Consider there are 10 billion words that people have searched for in google. Corresponding to each word you have the sorted list of all document id's. The list looks like this:

[Word 1]->[doc_i1,doc_j1,.....]
[Word 2]->[doc_i2,doc_j2,.....]
...
...
...
[Word N]->[doc_in,doc_jn,.....]

I am looking for an algorithm to find 100 rare word-pairs. A rare word-pair is a pair of words that occur together(not necessarily contiguous) in exactly 1 document.

I am looking for something better than O(n^2) if possible.

Ishtar answered 5/2, 2014 at 16:43 Comment(16)

The complexity must be also a function of documents amount. What is your complexity requirement in terms of both words and documents? – Pussyfoot 5/2, 2014 at 16:59

Assume the maximum number of documents a word can appear is m, then the intersection of two word (documents in which both the words are present) can be found in O(2*m) worst case. In this case a single rare word pair can be found in O(n^2*m) (brute force). I am looking for something better than this. – Ishtar 5/2, 2014 at 17:3

You can easily get O(d * w^2 * m) where w is the maximum number of words per document and d is the number of documents. Is that better? – Impressure 5/2, 2014 at 17:5

@zvisofer: You can get O(m) with high probability using hashing. And sorting all the lists is O(n log m) or even linear time using integer sorts, so it's easy to do as a preprocessing step if necessary – Impressure 5/2, 2014 at 17:7

@NiklasB. But for this I have to invert the whole data structure from word-doc to doc-word which itself can take lot of time.

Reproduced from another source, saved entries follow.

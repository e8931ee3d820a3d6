/// Course and content authoring endpoints
///
/// # Endpoints
///
/// - `POST /courses` - Create a course
/// - `GET /courses/:course_id` - Fetch a course
/// - `POST /courses/:course_id/content` - Attach a content item (owner only)
/// - `GET /courses/:course_id/content` - List a course's content
use crate::app::AppState;
use crate::error::{validation_error, ApiResult};
use crate::response::Payload;
use axum::extract::{Path, State};
use axum::http::StatusCode;
use axum::{Extension, Json};
use chrono::NaiveDate;
use courseloft_shared::auth::middleware::AuthContext;
use courseloft_shared::catalog::ContentDraft;
use courseloft_shared::models::{Course, CourseContent};
use serde::Deserialize;
use uuid::Uuid;
use validator::Validate;

/// Course creation request
#[derive(Debug, Deserialize, Validate)]
pub struct CreateCourseRequest {
    #[validate(length(min = 1, max = 200, message = "Title must be 1-200 characters"))]
    pub title: String,

    /// Capacity bound; must be at least 1
    #[validate(range(min = 1, message = "Maximum attendees must be at least 1"))]
    pub maximum_attendees: i32,
}

/// Content creation request
#[derive(Debug, Deserialize, Validate)]
pub struct CreateContentRequest {
    #[validate(length(min = 1, max = 1000, message = "Description must be 1-1000 characters"))]
    pub description: String,

    /// Reference into the video storage backend; delivery is out of scope
    #[validate(length(min = 1, message = "Video reference is required"))]
    pub video_ref: String,

    /// Publication date; today publishes immediately, the past is rejected
    pub release_date: NaiveDate,

    #[validate(length(min = 1, max = 200, message = "Module must be 1-200 characters"))]
    pub course_module: String,
}

/// Creates a course owned by the caller
pub async fn create_course(
    State(state): State<AppState>,
    Extension(auth): Extension<AuthContext>,
    Json(req): Json<CreateCourseRequest>,
) -> ApiResult<Payload<Course>> {
    req.validate().map_err(validation_error)?;

    let course = state
        .catalog
        .create_course(auth.user_id, req.title, req.maximum_attendees)
        .await?;

    Ok(Payload::new(StatusCode::CREATED, "course created", course))
}

/// Fetches a course by ID
pub async fn get_course(
    State(state): State<AppState>,
    Path(course_id): Path<Uuid>,
) -> ApiResult<Payload<Course>> {
    let course = state.catalog.get_course(course_id).await?;
    Ok(Payload::new(StatusCode::OK, "course found", course))
}

/// Attaches a content item to a course the caller owns
///
/// # Errors
///
/// - `403 Forbidden`: caller does not own the course
/// - `400 Bad Request`: release date in the past
pub async fn create_content(
    State(state): State<AppState>,
    Extension(auth): Extension<AuthContext>,
    Path(course_id): Path<Uuid>,
    Json(req): Json<CreateContentRequest>,
) -> ApiResult<Payload<CourseContent>> {
    req.validate().map_err(validation_error)?;

    let content = state
        .catalog
        .create_content(
            auth.user_id,
            course_id,
            ContentDraft {
                description: req.description,
                video_ref: req.video_ref,
                release_date: req.release_date,
                course_module: req.course_module,
            },
        )
        .await?;

    Ok(Payload::new(StatusCode::CREATED, "content created", content))
}

/// Lists a course's content, oldest release first
pub async fn list_content(
    State(state): State<AppState>,
    Path(course_id): Path<Uuid>,
) -> ApiResult<Payload<Vec<CourseContent>>> {
    let content = state.catalog.list_content(course_id).await?;
    Ok(Payload::new(StatusCode::OK, "course content", content))
}
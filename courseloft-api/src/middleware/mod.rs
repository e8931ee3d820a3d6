/// Middleware for the API server
///
/// - Security headers on every response
/// - JWT authentication lives in `crate::app` next to the router

pub mod security;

Also the number of words in a document can go very large. Also it would be O(d^2 * w^2). Can you please explain if i am wrong? – Ishtar 5/2, 2014 at 17:9

@zvisofer: With high probability != expected runtime – Impressure 5/2, 2014 at 17:9

@Pussyfoot The document lists are sorted as given in question. I am looking for worst case. NiklasB. Can you explain how can you do it in O(m) in expected time( high probability) – Ishtar 5/2, 2014 at 17:11

@Microbotz: Yeah, you'd have to invert the index, but that's linear time and thus way faster than the algorithm you want to run afterwards. What I was thinking is that you only look at word pairs that actually occur together in at least one document, by enumerating all the word pairs in all documents. Then you verify Whether they occur in exactly one document by checking the intersection – Impressure 5/2, 2014 at 17:11

@Microbotz: You can compute the intersection of two lists in O(m) whp. We were not talking about solving your problem. – Impressure 5/2, 2014 at 17:12

Such a rare pair is traditionally called a "googlewhack". Just sayin. – Skateboard 5/2, 2014 at 17:14

@NiklasB. There will be lots of word pair which will occur in atleast one document even if you remove the stop words (is, a, the, etc). and still you need to do it for all pair of documents. can you please explain how will you do this on O(d)? – Ishtar 5/2, 2014 at 17:15

@Microbotz: You enumerate all the documents in O(d) iterations. In every document you have O(w) words, so you enumerate all the pairs in O(w^2). Now for every pair, you compute the intersection of their document lists in O(m) to check whether they occur exactly once. Whole algorithm is O(d * w^2 * m) but in practice you might find many pairs of words multiple times. You can skip the intersection part if that occurs and save the factor m in many cases. Whether this is better than the original algorim or not very much depends on your data. I don't see from where you get the O(d^2). – Impressure 5/2, 2014 at 17:18

@NiklasB. Yes. We can enumerate the words in O(w^2) and then we can build a hash with word pair as key and keep increasing the count for the word pair if it is found in any other document. At the end we need to traverse the hash table and find the word pairs with just one hit(document). it can be done in O(d*w^2) and time for traversing the hash table. But i doubt how much improvement it will give. – Ishtar 5/2, 2014 at 17:25

@Microbotz: It's easy to find out. Just compute sum_{i=1}^d w_i^2 and compare it to n^2. I don't think there is a deterministic algorithm that won't have either n^2 or w^2 as a factor. Not sure about randomized, but it seems unlikely (hrhr) – Impressure 5/2, 2014 at 17:26

Oh and by the way, I don't think it's reasonable to assume that real Google data is likely to be the "worst case" of your algorithm. For example, I think you might well be able to find such a pair within the rarest 10000 words or so, so you could design your algorithm so that it sorts the words ascending by number of occurences and tries the pairs with decreasing rarity – Impressure 5/2, 2014 at 17:33

@NiklasB. I agree with you. But i was thinking of this problem and was wondering if there exist a better way then brute force for this problem? – Ishtar 5/2, 2014 at 17:38

You order the words according to the number of documents they occur in. The idea here is, that words that occur rarely at all, will occur rarely in pairs as well. If you find words that occur in exactly one document, just pick any other word from that document and you are done.
Then you start inverting the index, starting with the rarest word. That means you create a map where each document points to the set of words in it. At first you create that inverted index with the rarest word only. After you inserted all documents associated with that rarest word into the inverted index, you have a map where each document points to exactly one word.
Then you add the next word with all its documents, still following the order created in (1.). At some point you will find that a document associated with a word is already present in your inverted map. Here you check all words associated with that document if they form such a rare word pair.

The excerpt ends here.